Keuken

kitchen Click to listen Keuken
[noun] 
[de keu-ken, de keu-kens]

A "keuken" is simply a kitchen. In a "keuken" the Dutch cook (among other things 🙂 ): "koken".

Examples:
– "Help!! Er zit een muis
in de keuken!!"

("Help!! There's a mouse in the
kitchen!!")

– "Mensenkinderen,
wat een troep
in de keuken!! Waar is mijn schort?" 

("My goodness, what a mess in the kitchen!! Where's my
apron?")

– "Liefie,
wil jij de afwas even naar de keuken dragen?"

("Sweetie, will you
just carry the dishes into the kitchen?")

Expressions:
– "Keukenprins/keukenprinses": (lit.: kitchen prince/princess) someone who likes to cook.

Example:
– "Frank heeft drie uur in de keuken gestaan, speciaal voor haar." – "Wat is het toch een keukenprins…"
("Frank has been in the kitchen for three hours, just for her." – "My, he's such a chef…")

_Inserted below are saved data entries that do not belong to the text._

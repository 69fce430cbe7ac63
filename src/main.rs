//! # Bazaar: classifieds marketplace backend
//!
//! Serves confirmation links and delivers owner notifications.
//!
//! Usage:
//!   bazaar                          # Start with ~/.bazaar/config.toml
//!   bazaar --config ./bazaar.toml   # Custom config
//!   bazaar --port 8080 -v           # Override port, debug logging

use std::path::Path;
use std::sync::Arc;
use std::time::Duration;

use anyhow::Result;
use bazaar_accounts::{AccountsContext, Argon2Hasher, MemoryGoodRepo, MemoryUserRepo, build_executor};
use bazaar_channels::{EmailWriter, TelegramWriter};
use bazaar_core::{BazaarConfig, TaskTokenStore};
use bazaar_gateway::AppState;
use bazaar_scheduler::{MemoryTaskStore, Notifier, SqliteTaskStore, spawn_token_reaper};
use clap::Parser;
use tracing_subscriber::EnvFilter;

const CRATES: [&str; 5] = [
    "bazaar",
    "bazaar_scheduler",
    "bazaar_channels",
    "bazaar_accounts",
    "bazaar_gateway",
];

#[derive(Parser)]
#[command(
    name = "bazaar",
    version,
    about = "Bazaar marketplace backend: confirmation links and owner notifications"
)]
struct Cli {
    /// Config file (default: ~/.bazaar/config.toml)
    #[arg(short, long)]
    config: Option<String>,

    /// Gateway port, overriding the config
    #[arg(short, long)]
    port: Option<u16>,

    /// Verbose logging
    #[arg(short, long)]
    verbose: bool,
}

fn expand_path(p: &str) -> String {
    shellexpand::tilde(p).to_string()
}

fn log_filter(verbose: bool) -> String {
    let level = if verbose { "debug" } else { "info" };
    let mut parts: Vec<String> = CRATES.iter().map(|c| format!("{c}={level}")).collect();
    if verbose {
        parts.push("tower_http=debug".into());
    }
    parts.join(",")
}

fn open_store(config: &BazaarConfig) -> Result<Arc<dyn TaskTokenStore>> {
    let tokens = &config.tokens;
    let store: Arc<dyn TaskTokenStore> = match tokens.backend.as_str() {
        "memory" => {
            tracing::warn!("Using in-memory token store; pending links die with the process");
            match tokens.ttl() {
                Some(ttl) => Arc::new(MemoryTaskStore::with_ttl(ttl)),
                None => Arc::new(MemoryTaskStore::new()),
            }
        }
        _ => {
            let path = expand_path(&tokens.path);
            Arc::new(SqliteTaskStore::open(Path::new(&path), tokens.ttl())?)
        }
    };
    Ok(store)
}

#[tokio::main]
async fn main() -> Result<()> {
    let cli = Cli::parse();

    tracing_subscriber::fmt()
        .with_env_filter(
            EnvFilter::try_from_default_env().unwrap_or_else(|_| EnvFilter::new(log_filter(cli.verbose))),
        )
        .with_target(false)
        .init();

    let mut config = match &cli.config {
        Some(path) => BazaarConfig::load_from(Path::new(&expand_path(path)))?,
        None => BazaarConfig::load()?,
    };
    if let Some(port) = cli.port {
        config.gateway.port = port;
    }
    tracing::info!("Starting {} (links under {})", config.name, config.domain);

    let store = open_store(&config)?;
    let executor = build_executor(store.clone())?;

    let mail = match config.channel.email.as_ref().filter(|c| c.enabled) {
        Some(email) => {
            let writer = EmailWriter::new(email)?;
            tracing::info!("Email channel enabled via {}", email.smtp_host);
            Some(Notifier::new(Arc::new(writer), executor.clone(), &config.domain))
        }
        None => None,
    };
    let telegram = match config.channel.telegram.as_ref().filter(|c| c.enabled) {
        Some(tg) => {
            let writer = TelegramWriter::new(tg)?;
            tracing::info!("Telegram channel enabled");
            Some(Notifier::new(Arc::new(writer), executor.clone(), &config.domain))
        }
        None => None,
    };
    if mail.is_none() && telegram.is_none() {
        tracing::warn!("No delivery channel enabled; confirmation links cannot be sent");
    }

    let ctx = Arc::new(AccountsContext {
        users: Arc::new(MemoryUserRepo::new()),
        goods: Arc::new(MemoryGoodRepo::new()),
        hasher: Arc::new(Argon2Hasher),
        mail,
        telegram,
    });

    if config.tokens.ttl().is_some() && config.tokens.purge_interval_secs > 0 {
        spawn_token_reaper(store, Duration::from_secs(config.tokens.purge_interval_secs));
    }

    bazaar_gateway::start(&config.gateway, AppState::new(executor, ctx)).await
}
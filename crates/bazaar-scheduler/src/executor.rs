//! Late executor: run an action later, when the recipient follows a link.
//!
//! ```text
//! usecase ──enqueue(args)──▶ TaskTokenStore.put ──▶ token ──▶ {domain}/confirm/{token}
//!
//! GET /confirm/{token} ──dispatch(token)──▶ TaskTokenStore.take   (atomic read+delete)
//!                                       └─▶ ActionRegistry.resolve(kind) ──▶ handler(ctx, args)
//! ```
//!
//! Dispatch runs the handler inline, on the caller's task. The token is
//! consumed before the handler starts: a failing handler leaves a dead link
//! and is not retried.

use std::sync::Arc;

use bazaar_core::{ActionKind, BazaarError, Result, TaskArgs, TaskToken, TaskTokenStore};

use crate::registry::ActionRegistry;

pub struct LateExecutor<C> {
    registry: ActionRegistry<C>,
    store: Arc<dyn TaskTokenStore>,
}

impl<C: Send + Sync> LateExecutor<C> {
    /// Takes ownership of the finished registry: no handler can be bound
    /// once the executor exists.
    pub fn new(registry: ActionRegistry<C>, store: Arc<dyn TaskTokenStore>) -> Self {
        tracing::info!("Late executor ready with {} action(s)", registry.len());
        Self { registry, store }
    }

    pub fn registry(&self) -> &ActionRegistry<C> {
        &self.registry
    }

    pub fn store(&self) -> &Arc<dyn TaskTokenStore> {
        &self.store
    }

    /// Store `args` and return the token that will trigger them.
    pub async fn enqueue(&self, args: TaskArgs) -> Result<TaskToken> {
        let kind = args.kind();
        if !self.registry.contains(kind) {
            tracing::warn!("Enqueueing '{kind}' which has no handler bound yet");
        }
        let token = self.store.put(&args).await?;
        tracing::debug!("Enqueued '{kind}' as {token}");
        Ok(token)
    }

    /// Consume `token` and run its handler. Succeeds at most once per token.
    pub async fn dispatch(&self, token: &TaskToken, ctx: &C) -> Result<ActionKind> {
        let task = match self.store.take(token).await {
            Ok(task) => task,
            Err(e @ BazaarError::TokenNotFound(_)) => {
                tracing::warn!("Dispatch of unknown or used token {token}");
                return Err(e);
            }
            Err(e) => {
                tracing::error!("Dispatch of {token} failed reading the task store: {e}");
                return Err(e);
            }
        };

        let kind = task.kind;
        let handler = self.registry.resolve(kind).inspect_err(|e| {
            tracing::error!("Token {token} references an unbound action: {e}");
        })?;

        match handler.handle(ctx, task.args).await {
            Ok(()) => {
                tracing::info!("Dispatched '{kind}' for token {token}");
                Ok(kind)
            }
            Err(e) => {
                // The token is gone; the user has to restart the flow.
                tracing::error!("Handler '{kind}' failed for consumed token {token}: {e}");
                Err(e)
            }
        }
    }
}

– "Neuken in de keuken": <vulgar rhyme with no specific meaning/goal other than rhyming> f*cking in the kitchen .

Related words:
Afwas: (doing the) dishes [noun] [de afwas, <no plural>].
Koken: to cook, to boil [verb] [koken, kookte, h. gekookt].

Example:
"Hij maakte een goede indruk door voor haar te koken."
("He
made a good impression by cooking for her.")

Schort: apron [noun] [het schort, de schorten].
– Keukenboer: slang for 'kitchen centre' with boer translating as 'farmer' [noun] [de keukenboer, de keukenboeren]. Keukenboeren have a bad reputation for overpricing their kitchens and using aggressive marketing techniques.

One thought on “Keuken

Comments are closed.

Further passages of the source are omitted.